# Problem requirements:
Set down, please, without alteration, the lines of the entries below from the first through the one containing "a persisted key".

[Items listed in a dataset]

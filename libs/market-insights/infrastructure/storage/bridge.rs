//! Persistence bridge
//!
//! Mirrors dashboard state into the shared storage area and turns raw
//! storage changes into de-duplicated [`ChangeEvent`]s.
//!
//! Every key has a "last observed" raw value. Local writes and events from
//! other contexts both go through [`PersistenceBridge::observe`]; a value equal
//! to the last observed one is swallowed, anything else is recorded and
//! broadcast to subscribers.

use super::area::{AreaEvents, AreaNotice, ContextId, StorageContext, StorageEvent};
use super::backend::{PersistenceError, Result};
use parking_lot::Mutex;
use serde::de::DeserializeOwned;
use serde::Serialize;
use std::collections::HashMap;
use std::sync::Arc;
use tokio::sync::broadcast;
use tokio::task::JoinHandle;
use tracing::{debug, warn};

/// Storage key holding the JSON-serialized selection
pub const SELECTION_KEY: &str = "forecastSelection";

/// Storage key holding the JSON-serialized forecast snapshot
pub const FORECAST_KEY: &str = "forecastData";

const CHANGE_CAPACITY: usize = 64;

/// Where a change came from
#[derive(Debug, Clone, Copy, PartialEq, Eq)]
pub enum ChangeOrigin {
    /// Written through this bridge
    Local,
    /// Written by another context on the same area
    External(ContextId),
    /// Re-read after the event stream lagged
    Resync,
}

/// A real (non-duplicate) change to a persisted key
#[derive(Debug, Clone, PartialEq, Eq)]
pub struct ChangeEvent {
    pub key: String,
    pub new_value: Option<String>,
    pub origin: ChangeOrigin,
}

pub struct PersistenceBridge {
    storage: StorageContext,
    last_observed: Mutex<HashMap<String, Option<String>>>,
    changes: broadcast::Sender<ChangeEvent>,
}

impl PersistenceBridge {
    pub fn new(storage: StorageContext) -> Self {
        let (changes, _) = broadcast::channel(CHANGE_CAPACITY);
        Self {
            storage,
            last_observed: Mutex::new(HashMap::new()),
            changes,
        }
    }

    pub fn context_id(&self) -> ContextId {
        self.storage.id()
    }

    /// Subscribe to de-duplicated change events
    pub fn subscribe(&self) -> broadcast::Receiver<ChangeEvent> {
        self.changes.subscribe()
    }

    /// Serialize `value` and store it under `key`.
    ///
    /// The write is visible to reads from this context as soon as this
    /// returns; subscribers of this bridge see a local change event if the
    /// stored text differs from what was last observed.
    pub fn save<T: Serialize>(&self, key: &str, value: &T) -> Result<()> {
        let raw = encode(key, value)?;
        self.save_raw(key, Some(&raw))
    }

    /// Store (or with `None`, remove) a raw value under `key`
    pub fn save_raw(&self, key: &str, raw: Option<&str>) -> Result<()> {
        match raw {
            Some(raw) => self.storage.set(key, raw)?,
            None => self.storage.remove(key)?,
        }
        self.observe(key, raw.map(str::to_string), ChangeOrigin::Local);
        Ok(())
    }

    /// Store several pre-encoded records, all or none.
    ///
    /// Nothing is announced, locally or to other contexts, unless every
    /// record was written. Change events follow the order of `records`.
    pub fn save_all(&self, records: &[(&str, String)]) -> Result<()> {
        let entries: Vec<(&str, &str)> = records
            .iter()
            .map(|(key, raw)| (*key, raw.as_str()))
            .collect();
        self.storage.set_all(&entries)?;
        for (key, raw) in records {
            self.observe(key, Some(raw.clone()), ChangeOrigin::Local);
        }
        Ok(())
    }

    /// Raw stored text for `key`.
    ///
    /// Reads never touch the last-observed table: a value read here before
    /// its storage event is handled must still propagate as a change.
    pub fn load_raw(&self, key: &str) -> Option<String> {
        self.storage.get(key)
    }

    /// Read `key` and record the value as observed. Used once per key at mount.
    pub fn seed(&self, key: &str) -> Option<String> {
        let raw = self.storage.get(key);
        self.last_observed
            .lock()
            .insert(key.to_string(), raw.clone());
        raw
    }

    /// Parse the record under `key`
    pub fn load<T: DeserializeOwned>(&self, key: &str) -> Result<Option<T>> {
        match self.load_raw(key) {
            None => Ok(None),
            Some(raw) => parse_record(key, &raw).map(Some),
        }
    }

    /// Parse the record under `key`, treating a malformed record as absent
    pub fn load_or_absent<T: DeserializeOwned>(&self, key: &str) -> Option<T> {
        match self.load(key) {
            Ok(value) => value,
            Err(e) => {
                warn!("{}; treating record as absent", e);
                None
            }
        }
    }

    /// Run a raw value through the idempotence guard.
    ///
    /// Returns the propagated event, or `None` when the value matches the
    /// last observed one for `key`.
    pub fn observe(
        &self,
        key: &str,
        new_value: Option<String>,
        origin: ChangeOrigin,
    ) -> Option<ChangeEvent> {
        {
            let mut last_observed = self.last_observed.lock();
            if last_observed.get(key) == Some(&new_value) {
                debug!("Suppressed duplicate change on '{}' ({:?})", key, origin);
                return None;
            }
            last_observed.insert(key.to_string(), new_value.clone());
        }

        let event = ChangeEvent {
            key: key.to_string(),
            new_value,
            origin,
        };
        debug!("Change on '{}' ({:?})", key, origin);
        let _ = self.changes.send(event.clone());
        Some(event)
    }

    /// Feed a storage event from another context through the guard
    pub fn handle_external(&self, event: StorageEvent) -> Option<ChangeEvent> {
        self.observe(&event.key, event.new_value, ChangeOrigin::External(event.origin))
    }

    /// Re-read every key this bridge has seen, after missed events
    pub fn resync(&self) -> Vec<ChangeEvent> {
        let keys: Vec<String> = self.last_observed.lock().keys().cloned().collect();
        keys.into_iter()
            .filter_map(|key| {
                let raw = self.storage.get(&key);
                self.observe(&key, raw, ChangeOrigin::Resync)
            })
            .collect()
    }

    /// Forward the area's events into this bridge until the area closes
    pub fn spawn_listener(self: &Arc<Self>, mut events: AreaEvents) -> JoinHandle<()> {
        let bridge = Arc::clone(self);
        tokio::spawn(async move {
            while let Some(notice) = events.recv().await {
                match notice {
                    AreaNotice::Changed(event) => {
                        bridge.handle_external(event);
                    }
                    AreaNotice::Missed(_) => {
                        bridge.resync();
                    }
                }
            }
            debug!("Storage area closed, listener for context {} done", bridge.context_id());
        })
    }
}

/// Serialize a record the way it is stored under `key`
pub fn encode<T: Serialize>(key: &str, value: &T) -> Result<String> {
    serde_json::to_string(value).map_err(|e| PersistenceError::Serialize {
        key: key.to_string(),
        reason: e.to_string(),
    })
}

fn parse_record<T: DeserializeOwned>(key: &str, raw: &str) -> Result<T> {
    serde_json::from_str(raw).map_err(|e| PersistenceError::MalformedRecord {
        key: key.to_string(),
        reason: e.to_string(),
    })
}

# Result of the task:
filename libs/market-insights/infrastructure/storage/bridge.rs
//! Persistence bridge
//!
//! Mirrors dashboard state into the shared storage area and turns raw
//! storage changes into de-duplicated [`ChangeEvent`]s.
//!
//! Every key has a "last observed" raw value. Local writes and events from
//! other contexts both go through [`PersistenceBridge::observe`]; a value equal
//! to the last observed one is swallowed, anything else is recorded and
//! broadcast to subscribers.

use super::area::{AreaEvents, AreaNotice, ContextId, StorageContext, StorageEvent};
use super::backend::{PersistenceError, Result};
use parking_lot::Mutex;
use serde::de::DeserializeOwned;
use serde::Serialize;
use std::collections::HashMap;
use std::sync::Arc;
use tokio::sync::broadcast;
use tokio::task::JoinHandle;
use tracing::{debug, warn};

/// Storage key holding the JSON-serialized selection
pub const SELECTION_KEY: &str = "forecastSelection";

/// Storage key holding the JSON-serialized forecast snapshot
pub const FORECAST_KEY: &str = "forecastData";

const CHANGE_CAPACITY: usize = 64;

/// Where a change came from
#[derive(Debug, Clone, Copy, PartialEq, Eq)]
pub enum ChangeOrigin {
    /// Written through this bridge
    Local,
    /// Written by another context on the same area
    External(ContextId),
    /// Re-read after the event stream lagged
    Resync,
}

/// A real (non-duplicate) change to a persisted key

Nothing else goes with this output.